Phosphorylation of SiRAV1 at Ser31 regulates the SiCAT expression to enhance salt tolerance in Setaria italica

Salinity severely affects plant growth and development. Thus, it is crucial to identify the genes functioning in salt stress response and unravel the mechanism by which plants against salt stress. This study used the phosphoproteomic assay and found that 123 of the 4 000 quantitative analyzed phosphopeptides were induced by salt stress. The functional annotation of the non-redundant protein database (NR) showed 23 differentially expressed transcription factors, including a phosphopeptide covering the Serine 31 in the RAV (related to ABI3/VP1) transcription factor (named SiRAV1). SiRAV1 was located in the nucleus. Phenotypic and physiological analysis showed that overexpressing SiRAV1 in foxtail millet enhanced salt tolerance and alleviated the salt-induced increases of H2O2 accumulation, malondialdehyde (MDA) content, and percent of electrolyte leakage.
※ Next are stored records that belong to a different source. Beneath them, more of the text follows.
//! Evaluator properties checked across the whole catalog and every built-in role.

use access::catalog::{self, ALL_PERMISSIONS};
use access::roles::default_permissions;
use access::{has_permission, PermissionSet, RoleTag};

// =============================================================================
// Membership or sentinel
// =============================================================================

#[test]
fn test_granted_iff_member_or_sentinel() {
    let candidates: Vec<&str> = catalog::all_tokens().chain(["unlisted_token"]).collect();

    for tag in RoleTag::all() {
        let perms = default_permissions(tag);
        for token in &candidates {
            let expected = perms.contains(token) || perms.contains(ALL_PERMISSIONS);
            assert_eq!(
                has_permission(Some(&perms), token),
                expected,
                "{tag} / {token}"
            );
        }
    }
}

#[test]
fn test_sentinel_with_other_tokens() {
    let perms: PermissionSet = ["read_dashboard", ALL_PERMISSIONS].into_iter().collect();
    for token in catalog::all_tokens() {
        assert!(has_permission(Some(&perms), token));
    }
}

// =============================================================================
// Fail closed
// =============================================================================

#[test]
fn test_absent_and_empty_sets_deny_everything() {
    let empty = PermissionSet::new();
    for token in catalog::all_tokens().chain([ALL_PERMISSIONS, "unlisted_token"]) {
        assert!(!has_permission(None, token));
        assert!(!has_permission(Some(&empty), token));
    }
}

#[test]
fn test_malformed_sets_deny_everything() {
    let malformed = [
        serde_json::json!("all"),
        serde_json::json!({"0": "all"}),
        serde_json::json!(["all", false]),
        serde_json::json!(17),
    ];
    for value in &malformed {
        let parsed = PermissionSet::from_json(value);
        assert!(parsed.is_none(), "{value} should not parse");
        assert!(!has_permission(parsed.as_ref(), "read_cases"));
    }
}

#[test]
fn test_empty_token_never_granted() {
    for tag in RoleTag::all() {
        assert!(!has_permission(Some(&default_permissions(tag)), ""));
    }
    assert!(!has_permission(Some(&PermissionSet::everything()), ""));
}
//! Case intake wizard.
//!
//! A draft is filled in over four steps:
//!
//! 1. Case type
//! 2. Basics: title, assigned officer, narrative
//! 3. Type details: suspect and offense (criminal) or both parties (civil)
//! 4. Review
//!
//! Submission re-checks every step, then asks the section taxonomy whether
//! all mandatory sections are populated, and only then opens the case.

use chrono::{DateTime, Utc};
use serde::{Deserialize, Serialize};
use std::collections::HashSet;

use crate::case::{Case, NewCase};
use crate::case_number::CaseNumber;
use crate::error::IntakeError;
use crate::evidence::{Evidence, EvidenceKind};
use crate::parties::{Charge, CivilParties, Suspect, Witness};
use crate::taxonomy::{SectionId, SectionValidation};
use crate::types::{CaseType, Location, Priority};

/// Number of wizard steps.
pub const INTAKE_STEPS: u8 = 4;

fn filled(s: &str) -> bool {
    !s.trim().is_empty()
}

#[derive(Debug, Clone, Default, PartialEq, Serialize, Deserialize)]
pub struct SuspectDraft {
    pub full_name: String,
    #[serde(default)]
    pub age: Option<u32>,
    #[serde(default)]
    pub aliases: Vec<String>,
    #[serde(default)]
    pub notes: String,
}

#[derive(Debug, Clone, PartialEq, Serialize, Deserialize)]
pub struct EvidenceDraft {
    pub kind: EvidenceKind,
    pub name: String,
    #[serde(default)]
    pub description: String,
}

#[derive(Debug, Clone, Default, PartialEq, Serialize, Deserialize)]
pub struct WitnessDraft {
    pub full_name: String,
    pub statement: String,
    #[serde(default)]
    pub phone: String,
}

/// Everything entered in the intake wizard so far.
#[derive(Debug, Clone, Default, PartialEq, Serialize, Deserialize)]
#[serde(default)]
pub struct IntakeDraft {
    pub case_type: Option<CaseType>,
    pub title: String,
    pub priority: Priority,
    pub assigned_officer: String,
    pub assigned_detective: Option<String>,
    pub reporting_officer: String,
    pub narrative: String,
    pub incident_location: String,
    // Criminal
    pub suspect: SuspectDraft,
    pub offense: Charge,
    pub witnesses: Vec<WitnessDraft>,
    // Civil
    pub parties: CivilParties,
    pub mediation_notes: String,
    pub desired_resolution: String,
    // Common
    pub evidence: Vec<EvidenceDraft>,
    pub documents: Vec<String>,
    pub notes: String,
}

/// Records produced by a successful submission.
#[derive(Debug, Clone, PartialEq, Serialize)]
pub struct IntakeOutcome {
    pub case: Case,
    pub evidence: Vec<Evidence>,
    pub suspects: Vec<Suspect>,
    pub witnesses: Vec<Witness>,
}

impl IntakeDraft {
    pub fn new(case_type: CaseType) -> Self {
        Self {
            case_type: Some(case_type),
            ..Default::default()
        }
    }

    /// Whether the given wizard step has its required fields.
    ///
    /// Steps outside 1..=3 have no requirements.
    pub fn validate_step(&self, step: u8) -> bool {
        match step {
            1 => self.case_type.is_some(),
            2 => filled(&self.title) && filled(&self.assigned_officer) && filled(&self.narrative),
            3 => match self.case_type {
                Some(CaseType::Criminal) => filled(&self.suspect.full_name) && filled(&self.offense.category),
                Some(CaseType::Civil) => self.parties.is_complete(),
                None => false,
            },
            _ => true,
        }
    }

    /// First step that is not complete, if any.
    pub fn first_incomplete_step(&self) -> Option<u8> {
        (1..=INTAKE_STEPS).find(|s| !self.validate_step(*s))
    }

    /// Sections the draft has data for.
    pub fn populated_sections(&self) -> HashSet<SectionId> {
        let mut populated = HashSet::new();
        if self.validate_step(2) {
            populated.insert(SectionId::Overview);
        }
        if self.evidence.iter().any(|e| filled(&e.name)) {
            populated.insert(SectionId::Evidence);
        }
        if filled(&self.suspect.full_name) {
            populated.insert(SectionId::Suspects);
        }
        if self.witnesses.iter().any(|w| filled(&w.full_name)) {
            populated.insert(SectionId::Witnesses);
        }
        if filled(&self.offense.category) {
            populated.insert(SectionId::Charges);
        }
        if self.parties.is_complete() {
            populated.insert(SectionId::Parties);
        }
        if filled(&self.mediation_notes) {
            populated.insert(SectionId::Mediation);
        }
        if filled(&self.desired_resolution) {
            populated.insert(SectionId::Resolution);
        }
        if self.documents.iter().any(|d| filled(d)) {
            populated.insert(SectionId::Documents);
        }
        if filled(&self.notes) {
            populated.insert(SectionId::Notes);
        }
        populated
    }

    /// Section checklist for the review step. `None` until a type is chosen.
    pub fn checklist(&self) -> Option<SectionValidation> {
        self.case_type
            .map(|t| t.validate(&self.populated_sections()))
    }

    /// Validate the whole draft and open the case.
    ///
    /// `sequence` feeds the case number. A detective entered on a civil
    /// draft is dropped.
    pub fn submit(&self, now: DateTime<Utc>, sequence: u16) -> Result<IntakeOutcome, IntakeError> {
        if let Some(step) = self.first_incomplete_step() {
            return Err(IntakeError::StepIncomplete(step));
        }
        let case_type = self.case_type.ok_or(IntakeError::StepIncomplete(1))?;
        case_type.validate(&self.populated_sections()).into_result()?;

        let created_by = if filled(&self.reporting_officer) {
            self.reporting_officer.trim().to_string()
        } else {
            "System".to_string()
        };
        let detective = match case_type {
            CaseType::Criminal => self.assigned_detective.clone().filter(|d| filled(d)),
            CaseType::Civil => None,
        };

        let location = self.incident_location.trim();
        let mut case = Case::open(
            NewCase {
                case_number: CaseNumber::generate(now, sequence),
                title: self.title.trim().to_string(),
                case_type,
                priority: self.priority,
                description: self.narrative.trim().to_string(),
                location: Location::address(location),
                assigned_officer: self.assigned_officer.clone(),
                assigned_detective: detective,
                created_by: created_by.clone(),
            },
            now,
        )?;

        let evidence: Vec<Evidence> = self
            .evidence
            .iter()
            .filter(|e| filled(&e.name))
            .map(|e| {
                Evidence::collected(
                    case.id.clone(),
                    e.kind,
                    e.name.trim().to_string(),
                    e.description.clone(),
                    created_by.clone(),
                    location.to_string(),
                    now,
                )
            })
            .collect();
        for item in &evidence {
            case.add_evidence(item.id.clone(), &item.name, &created_by, now);
        }

        let mut suspects = Vec::new();
        let mut witnesses = Vec::new();
        if case_type == CaseType::Criminal {
            let mut suspect = Suspect::new(self.suspect.full_name.trim(), now);
            suspect.age = self.suspect.age;
            suspect.aliases = self.suspect.aliases.clone();
            suspect.notes = self.suspect.notes.clone();
            suspect.associated_cases.push(case.id.clone());
            case.add_suspect(suspect.id.clone(), &suspect.full_name, &created_by, now);
            suspects.push(suspect);

            for draft in self.witnesses.iter().filter(|w| filled(&w.full_name)) {
                let mut witness = Witness::new(draft.full_name.trim(), draft.statement.clone(), now);
                witness.phone = draft.phone.clone();
                witness.associated_cases.push(case.id.clone());
                case.add_witness(witness.id.clone(), &witness.full_name, &created_by, now);
                witnesses.push(witness);
            }
        }

        match case_type {
            CaseType::Criminal => {
                let charge = Charge {
                    category: self.offense.category.trim().to_string(),
                    description: self.offense.description.trim().to_string(),
                };
                case.add_charge(charge, &created_by, now)?;
            }
            CaseType::Civil => {
                case.record_parties(self.parties.clone(), &created_by, now)?;
                if filled(&self.mediation_notes) {
                    case.record_mediation(self.mediation_notes.trim(), &created_by, now)?;
                }
                if filled(&self.desired_resolution) {
                    case.record_resolution(self.desired_resolution.trim(), &created_by, now)?;
                }
            }
        }
        for document in self.documents.iter().filter(|d| filled(d)) {
            case.add_document(document.trim(), &created_by, now);
        }

        if filled(&self.notes) {
            case.add_note(self.notes.trim(), &created_by, now);
        }

        tracing::info!(
            case = %case.case_number,
            case_type = %case_type,
            evidence = evidence.len(),
            "Case opened via intake"
        );

        Ok(IntakeOutcome {
            case,
            evidence,
            suspects,
            witnesses,
        })
    }
}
Further analysis showed that SiRAV1 positively regulated SiCAT expression to modulate the catalase (CAT) activity by directly binding to the SiCAT promoter in vivo and in vitro. Moreover, we found that phosphorylation of SiRAV1 at the Ser31 site positively regulated salt tolerance in foxtail millet via enhancing its binding ability to SiCAT promoter but did not affect its subcellular localization. Overall, our results define a mechanism for SiRAV1 function in salt response where salt-triggered phosphorylation of SiRAV1 at Ser31 enhances its binding ability to SiCAT promoter, and the increased SiCAT expression contributes to salt tolerance in foxtail millet.